Comment donc entrevoir la nature de ces dés-ordres subjectifs, aussi diversifiés soient-ils ? Peut-on d’ailleurs établir entre eux des points de convergence, en regard de la psychopathologie ? Il semblerait que non, ce qui devrait nous inciter davantage à tempérer cette facilité avec laquelle, nous parlons des « troubles du comportement » sans vouloir identifier clairement les différentes entités cliniques qu’ils recouvrent. Winnicott, éminent pédiatre et psychanalyste, s’était particulièrement intéressé, vers le milieu du vingtième siècle, aux enfants porteurs de troubles  relevant de tendances antisociales.

Mais il prenait soin de bien différencier ce qu’il en est de ces tendances, et ce qui relève de la délinquance pure. Ainsi, il mettait en avant ce qui, chez les enfants auteurs de certains types de vols par exemple, revenait de manière assez systématique au cours des psychothérapies qu’il pratiquait : l’expression d’une plainte, d’une revendication, l’exigence à recevoir un dû, tout comme une victime réclamerait des dommages et intérêts à un préjudice subi. Ce n’est pas tant alors l’objet réel du camarade qui est convoité dans la compulsion de vol, qu’un sentiment d’injustice qui est mis là en avant, et à propos duquel la certitude de ne pas être aimé devient le ressort essentiel.

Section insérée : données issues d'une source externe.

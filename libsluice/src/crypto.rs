use alloy_primitives::{keccak256, Address, B256};
use k256::ecdsa::{RecoveryId, Signature as EcdsaSignature, SigningKey, VerifyingKey};
use k256::elliptic_curve::sec1::ToEncodedPoint;
use serde::{Deserialize, Serialize};
use std::fmt::{Debug, Display, Formatter};
use thiserror::Error;
use zeroize::Zeroizing;

#[derive(Clone, Debug, Error)]
pub enum CryptoError {
    #[error("Invalid secret key material")]
    InvalidSecretKey,
    #[error("Invalid hex encoding: {0}")]
    InvalidHex(String),
    #[error("Signing failed: {0}")]
    SigningFailed(String),
    #[error("The signature is malformed")]
    MalformedSignature,
    #[error("Could not recover a public key from the signature")]
    RecoveryFailed,
}

/// A secp256k1 secret key used to sign channel states.
///
/// The raw scalar is held by the underlying signing key; intermediate byte
/// buffers are zeroized on drop.
#[derive(Clone)]
pub struct SecretKey {
    key: SigningKey,
    address: Address,
}

impl SecretKey {
    pub fn from_bytes(bytes: &[u8; 32]) -> Result<Self, CryptoError> {
        let key = SigningKey::from_bytes(bytes.into()).map_err(|_| CryptoError::InvalidSecretKey)?;
        let address = address_from_verifying_key(key.verifying_key());
        Ok(SecretKey { key, address })
    }

    pub fn from_hex(s: &str) -> Result<Self, CryptoError> {
        let mut bytes = Zeroizing::new([0u8; 32]);
        hex::decode_to_slice(s.trim_start_matches("0x"), bytes.as_mut())
            .map_err(|e| CryptoError::InvalidHex(e.to_string()))?;
        SecretKey::from_bytes(&bytes)
    }

    /// The Ethereum address corresponding to this key's public half. This is
    /// the participant identity used throughout the protocol.
    pub fn address(&self) -> Address {
        self.address
    }

    /// Produces a recoverable signature over a 32-byte prehash.
    pub fn sign_hash(&self, hash: B256) -> Result<Signature, CryptoError> {
        let (sig, recovery_id) = self
            .key
            .sign_prehash_recoverable(hash.as_slice())
            .map_err(|e| CryptoError::SigningFailed(e.to_string()))?;
        let bytes = sig.to_bytes();
        Ok(Signature {
            r: B256::from_slice(&bytes[..32]),
            s: B256::from_slice(&bytes[32..]),
            v: recovery_id.to_byte(),
        })
    }
}

impl Debug for SecretKey {
    fn fmt(&self, f: &mut Formatter<'_>) -> std::fmt::Result {
        // Never print key material.
        write!(f, "SecretKey(for {})", self.address)
    }
}

/// An Ethereum-style recoverable ECDSA signature. `v` is the parity byte of
/// the recovery id (0 or 1).
#[derive(Clone, Copy, PartialEq, Eq, Serialize, Deserialize)]
pub struct Signature {
    pub r: B256,
    pub s: B256,
    pub v: u8,
}

impl Signature {
    /// Recovers the signer's address for the given prehash. A signature that
    /// was made over a different hash recovers to a different (effectively
    /// random) address, so callers must check the result against an expected
    /// participant set.
    pub fn recover_signer(&self, hash: B256) -> Result<Address, CryptoError> {
        let mut bytes = [0u8; 64];
        bytes[..32].copy_from_slice(self.r.as_slice());
        bytes[32..].copy_from_slice(self.s.as_slice());
        let sig = EcdsaSignature::from_slice(&bytes).map_err(|_| CryptoError::MalformedSignature)?;
        let recovery_id = RecoveryId::from_byte(self.v).ok_or(CryptoError::MalformedSignature)?;
        let key = VerifyingKey::recover_from_prehash(hash.as_slice(), &sig, recovery_id)
            .map_err(|_| CryptoError::RecoveryFailed)?;
        Ok(address_from_verifying_key(&key))
    }

    pub fn to_bytes(&self) -> [u8; 65] {
        let mut out = [0u8; 65];
        out[..32].copy_from_slice(self.r.as_slice());
        out[32..64].copy_from_slice(self.s.as_slice());
        out[64] = self.v;
        out
    }
}

impl Display for Signature {
    fn fmt(&self, f: &mut Formatter<'_>) -> std::fmt::Result {
        write!(f, "0x{}", hex::encode(self.to_bytes()))
    }
}

impl Debug for Signature {
    fn fmt(&self, f: &mut Formatter<'_>) -> std::fmt::Result {
        write!(f, "Signature({self})")
    }
}

/// keccak256 of the uncompressed public key, last 20 bytes.
fn address_from_verifying_key(key: &VerifyingKey) -> Address {
    let encoded = key.to_encoded_point(false);
    let hash = keccak256(&encoded.as_bytes()[1..]);
    Address::from_slice(&hash[12..])
}

#[cfg(test)]
mod test {
    use super::*;

    pub const ALICE_SK: &str = "2d999770f7b5d49b694080f987b82bbc9fc9ac2b4dcc10b0f8aba7d700f69c6d";
    pub const BOB_SK: &str = "0279651921cd800ac560c21ceea27aab0107b67daf436cdd25ce84cad30159b4";

    #[test]
    fn sign_and_recover() {
        let key = SecretKey::from_hex(ALICE_SK).unwrap();
        let hash = keccak256(b"a message to sign");
        let sig = key.sign_hash(hash).unwrap();
        assert_eq!(sig.recover_signer(hash).unwrap(), key.address());
    }

    #[test]
    fn recovery_with_wrong_hash_gives_wrong_signer() {
        let key = SecretKey::from_hex(ALICE_SK).unwrap();
        let sig = key.sign_hash(keccak256(b"original")).unwrap();
        match sig.recover_signer(keccak256(b"tampered")) {
            Ok(address) => assert_ne!(address, key.address()),
            Err(CryptoError::RecoveryFailed) => {}
            Err(e) => panic!("unexpected error: {e}"),
        }
    }

    #[test]
    fn distinct_keys_distinct_addresses() {
        let alice = SecretKey::from_hex(ALICE_SK).unwrap();
        let bob = SecretKey::from_hex(BOB_SK).unwrap();
        assert_ne!(alice.address(), bob.address());
    }

    #[test]
    fn signature_roundtrips_through_serde() {
        let key = SecretKey::from_hex(BOB_SK).unwrap();
        let hash = keccak256(b"roundtrip");
        let sig = key.sign_hash(hash).unwrap();
        let encoded = serde_json::to_string(&sig).unwrap();
        let decoded: Signature = serde_json::from_str(&encoded).unwrap();
        assert_eq!(sig, decoded);
        assert_eq!(decoded.recover_signer(hash).unwrap(), key.address());
    }

    #[test]
    fn rejects_bad_key_material() {
        assert!(SecretKey::from_hex("not hex").is_err());
        // The zero scalar is not a valid secp256k1 secret key.
        assert!(SecretKey::from_bytes(&[0u8; 32]).is_err());
    }
}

Cette plainte, ne se présentera pas de la même manière chez des enfants  agités, s’exprimant au travers d’une violence verbale ou physique.  D’autres angoisses peuvent être ainsi révélées derrière ces comportements, que le praticien aura à décrypter.

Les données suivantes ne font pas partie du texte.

use crate::crypto::Signature;
use crate::outcome::Exit;
use crate::signed_state::SignedState;
use crate::state::VariablePart;
use crate::types::Destination;
use alloy_primitives::{Address, B256, U256};
use serde::{Deserialize, Serialize};
use std::future::Future;
use thiserror::Error;
use tokio::sync::mpsc;

#[derive(Clone, Debug, Error)]
pub enum ChainClientError {
    #[error("RPC request failed: {0}")]
    Rpc(String),
    #[error("No block at height {0}")]
    BlockNotFound(u64),
    #[error("No transaction with hash {0}")]
    TransactionNotFound(B256),
    #[error("Could not establish subscription: {0}")]
    SubscriptionFailed(String),
    #[error("Transaction submission failed: {0}")]
    SubmissionFailed(String),
}

/// A block header as observed from the head subscription.
#[derive(Clone, Copy, Debug, PartialEq, Eq, Serialize, Deserialize)]
pub struct BlockHeader {
    pub block_num: u64,
    pub block_hash: B256,
    pub timestamp: u64,
}

/// The decoded payload of an adjudicator log, before confirmation. Fields
/// that require extra lookups (block timestamps, the submitting sender) are
/// attached at dispatch time, once the log has confirmed.
#[derive(Clone, Debug, PartialEq, Eq, Serialize, Deserialize)]
pub enum LogPayload {
    Deposited { asset: Address, now_held: U256 },
    AllocationUpdated { asset: Address, amount: U256 },
    Concluded,
    ChallengeRegistered { candidate: VariablePart, candidate_signatures: Vec<Signature>, finalizes_at: u64 },
    ChallengeCleared { new_turn_num_record: u64 },
    Reclaimed { asset: Address, remaining_held: U256 },
    StatusUpdated { state_hash: B256 },
}

/// A raw adjudicator log together with its position in the chain. The block
/// hash recorded at arrival is compared against the chain's current view
/// before dispatch to detect reorgs.
#[derive(Clone, Debug, PartialEq, Eq, Serialize, Deserialize)]
pub struct Log {
    pub channel_id: Destination,
    pub block_num: u64,
    pub block_hash: B256,
    pub tx_index: u64,
    pub tx_hash: B256,
    pub payload: LogPayload,
}

/// Selects adjudicator logs by block range. An unset end means "to head".
#[derive(Clone, Debug, Default, PartialEq, Eq)]
pub struct LogFilter {
    pub adjudicator: Address,
    pub from_block: Option<u64>,
    pub to_block: Option<u64>,
}

/// Status of a submitted transaction as reported by the chain.
#[derive(Clone, Copy, Debug, PartialEq, Eq)]
pub struct TransactionInfo {
    pub tx_hash: B256,
    pub pending: bool,
}

/// Live subscription streams. Dropping the receiver unsubscribes; the
/// upstream closing its side signals a broken subscription and the consumer
/// is expected to resubscribe.
pub type HeadStream = mpsc::Receiver<BlockHeader>;
pub type LogStream = mpsc::Receiver<Log>;

/// The minimal Ethereum-style RPC surface the confirmation pipeline needs.
pub trait ChainClient: Send + Sync {
    /// Fetch a block header by height; `None` fetches the chain head.
    fn block_by_number(&self, block_num: Option<u64>) -> impl Future<Output = Result<BlockHeader, ChainClientError>> + Send;

    /// Query historical adjudicator logs. Providers cap the queryable block
    /// range, so callers chunk their requests.
    fn filter_logs(&self, filter: &LogFilter) -> impl Future<Output = Result<Vec<Log>, ChainClientError>> + Send;

    /// Subscribe to adjudicator logs from the current head onwards.
    fn subscribe_logs(&self, filter: &LogFilter) -> impl Future<Output = Result<LogStream, ChainClientError>> + Send;

    /// Subscribe to new block headers.
    fn subscribe_new_heads(&self) -> impl Future<Output = Result<HeadStream, ChainClientError>> + Send;

    fn chain_id(&self) -> impl Future<Output = Result<u64, ChainClientError>> + Send;

    fn transaction_by_hash(&self, tx_hash: B256) -> impl Future<Output = Result<TransactionInfo, ChainClientError>> + Send;

    /// The address that submitted the given mined transaction.
    fn transaction_sender(&self, tx_hash: B256) -> impl Future<Output = Result<Address, ChainClientError>> + Send;
}

/// The adjudicator contract's write surface, kept opaque: one method per
/// chain transaction variant, each submitting exactly one contract call and
/// resolving once the transaction is accepted by the RPC node (not mined).
pub trait AdjudicatorClient: Send + Sync {
    /// The amount the adjudicator currently holds for the channel and asset.
    fn holdings(
        &self,
        channel_id: Destination,
        asset: Address,
    ) -> impl Future<Output = Result<U256, ChainClientError>> + Send;

    fn deposit(
        &self,
        channel_id: Destination,
        asset: Address,
        expected_held: U256,
        amount: U256,
    ) -> impl Future<Output = Result<B256, ChainClientError>> + Send;

    fn challenge(
        &self,
        channel_id: Destination,
        candidate: &SignedState,
        proof: &[SignedState],
        challenger_sig: Signature,
    ) -> impl Future<Output = Result<B256, ChainClientError>> + Send;

    fn checkpoint(
        &self,
        channel_id: Destination,
        candidate: &SignedState,
        proof: &[SignedState],
    ) -> impl Future<Output = Result<B256, ChainClientError>> + Send;

    fn transfer_all_assets(
        &self,
        channel_id: Destination,
        transfer_state: &SignedState,
    ) -> impl Future<Output = Result<B256, ChainClientError>> + Send;

    fn conclude_and_transfer_all_assets(
        &self,
        channel_id: Destination,
        signed_state: &SignedState,
    ) -> impl Future<Output = Result<B256, ChainClientError>> + Send;

    fn reclaim(&self, args: &super::ReclaimArgs) -> impl Future<Output = Result<B256, ChainClientError>> + Send;

    fn set_mirrored_channel(
        &self,
        channel_id: Destination,
        mirror_channel_id: Destination,
    ) -> impl Future<Output = Result<B256, ChainClientError>> + Send;

    fn update_mirrored_channel_state(
        &self,
        channel_id: Destination,
        state_hash: B256,
        outcome: &Exit,
        asset: Address,
        amount: U256,
    ) -> impl Future<Output = Result<B256, ChainClientError>> + Send;
}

Ainsi, les « troubles du comportement » sont davantage à envisager sous l’angle d’une manifestation symptomatique, c’est-à-dire comme la pointe d’un drame subjectif qui se joue ailleurs, soit dans un registre névrotique, ou psychotique, ou pervers.  On pourra par exemple s’étonner du fait que beaucoup d’enfants auteurs de petits larcins, semblent souvent vouloir s’arranger pour en venir à être démasqués. Car s’il est bien une nature commune à tous les symptômes, c’est qu’ils parviennent à devenir manifestes aux yeux d’un tiers.

L’engagement d’une psychothérapie permettra de prendre en compte ces dés-ordres subjectifs, différemment que sous l’angle d’un trouble pur,  d’une maladie, ou un dysfonctionnement, pour lesquels une seule réponse (médicamenteuse ou éducative) suffirait,  à enrayer le processus de mise à l’écart du groupe social.

En fonction de la problématique familiale, le psychothérapeute rencontrera l’enfant seul, ou avec ses parents,  ou dans une alternance entre des séances en individuel et des entretiens familiaux.